◆ **WHAT YOU ARE ASKED TO DO**
The full listing should be transcribed verbatim.

--- START ---

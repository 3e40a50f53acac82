//! Event bus for broadcasting sync events to the host application

use super::{EventEmitter, SyncEvent};
use tokio::sync::broadcast;
use tracing::debug;

/// Default broadcast channel capacity
const DEFAULT_CAPACITY: usize = 256;

/// Event bus that distributes SyncEvents via `tokio::sync::broadcast`
///
/// Fire-and-forget: emitting never blocks, never panics.
/// If no subscribers are connected, events are silently dropped.
#[derive(Debug, Clone)]
pub struct EventBus {
    sender: broadcast::Sender<SyncEvent>,
}

impl EventBus {
    /// Create a new EventBus with the given channel capacity
    pub fn new(capacity: usize) -> Self {
        let (sender, _) = broadcast::channel(capacity);
        Self { sender }
    }

    pub fn subscribe(&self) -> broadcast::Receiver<SyncEvent> {
        self.sender.subscribe()
    }

    /// Number of active subscribers
    pub fn subscriber_count(&self) -> usize {
        self.sender.receiver_count()
    }
}

impl EventEmitter for EventBus {
    fn emit(&self, event: SyncEvent) {
        let session_id = event.session_id().to_string();
        match self.sender.send(event) {
            Ok(n) => {
                debug!(session_id = %session_id, subscribers = n, "SyncEvent emitted");
            }
            Err(_) => {
                // No subscribers
            }
        }
    }
}

impl Default for EventBus {
    fn default() -> Self {
        Self::new(DEFAULT_CAPACITY)
    }
}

--- END ---

◆ **WRITTEN REPLY**
repository 3e40a50f53acac82
//! Event bus for broadcasting sync events to the host application

use super::{EventEmitter, SyncEvent};
use tokio::sync::broadcast;
use tracing::debug;

/// Default broadcast channel capacity
const DEFAULT_CAPACITY: usize = 256;

/// Event bus that distributes SyncEvents via `tokio::sync::broadcast`
///
/// Fire-and-forget: emitting never blocks, never panics.
/// If no subscribers are connected, events are silently dropped.
#[derive(Debug, Clone)]
pub struct EventBus {
    sender: broadcast::Sender<SyncEvent>,
}

impl EventBus {
    /// Create a new EventBus with the given channel capacity
    pub fn new(capacity: usize) -> Self {
        let (sender, _) = broadcast::channel(capacity);
        Self { sender }
    }

    pub fn subscribe(&self) -> broadcast::Receiver<SyncEvent> {
        self.sender.subscribe()
    }

    /// Number of active subscribers
    pub fn subscriber_count(&self) -> usize {
        self.sender.receiver_count()
    }
}

impl EventEmitter for EventBus {
    fn emit(&self, event: SyncEvent) {
        let session_id = event.session_id().to_string();
        match self.sender.send(event) {
            Ok(n) => {
                debug!(session_id = %session_id, subscribers = n, "SyncEvent emitted");
            }
            Err(_) => {
                // No subscribers
            }
        }
    }
}

impl Default for EventBus {
    fn default() -> Self {
        Self::new(DEFAULT_CAPACITY)
    }
}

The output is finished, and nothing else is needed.